#### REQUIRED ACTION
An exact copy of the lines from the one containing "A lifecycle notification" through the final line of the records is the only acceptable answer.

#### DATA SECTION
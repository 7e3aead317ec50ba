//! Search lifecycle notifications.

use std::path::PathBuf;

use tokio::sync::mpsc;

/// A lifecycle notification emitted by [`Finder::find_observed`].
///
/// For one run: zero or more `Match`, at most one `Error`, then exactly
/// one `End`.
///
/// [`Finder::find_observed`]: crate::Finder::find_observed
#[derive(Debug, Clone, PartialEq, Eq)]
pub enum SearchEvent {
    /// A file matched. Sent per root once the root's walk completes, and
    /// never in directory-only mode.
    Match(PathBuf),
    /// The run failed.
    Error(String),
    /// The run is over.
    End,
}

/// Optional event sink. A dropped receiver is ignored.
#[derive(Debug, Clone, Copy)]
pub(crate) struct Notifier<'a> {
    tx: Option<&'a mpsc::UnboundedSender<SearchEvent>>,
}

impl<'a> Notifier<'a> {
    pub(crate) fn new(tx: Option<&'a mpsc::UnboundedSender<SearchEvent>>) -> Self {
        Self { tx }
    }

    pub(crate) fn emit(&self, event: SearchEvent) {
        if let Some(tx) = self.tx {
            let _ = tx.send(event);
        }
    }
}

#### SOLUTION TO THIS EXERCISE
/// A lifecycle notification emitted by [`Finder::find_observed`].
///
/// For one run: zero or more `Match`, at most one `Error`, then exactly
/// one `End`.
///
/// [`Finder::find_observed`]: crate::Finder::find_observed
#[derive(Debug, Clone, PartialEq, Eq)]
pub enum SearchEvent {
    /// A file matched. Sent per root once the root's walk completes, and
    /// never in directory-only mode.
    Match(PathBuf),
    /// The run failed.
    Error(String),
    /// The run is over.
    End,
}

/// Optional event sink. A dropped receiver is ignored.
#[derive(Debug, Clone, Copy)]
pub(crate) struct Notifier<'a> {
    tx: Option<&'a mpsc::UnboundedSender<SearchEvent>>,
}

impl<'a> Notifier<'a> {
    pub(crate) fn new(tx: Option<&'a mpsc::UnboundedSender<SearchEvent>>) -> Self {
        Self { tx }
    }

    pub(crate) fn emit(&self, event: SearchEvent) {
        if let Some(tx) = self.tx {
            let _ = tx.send(event);
        }
    }
}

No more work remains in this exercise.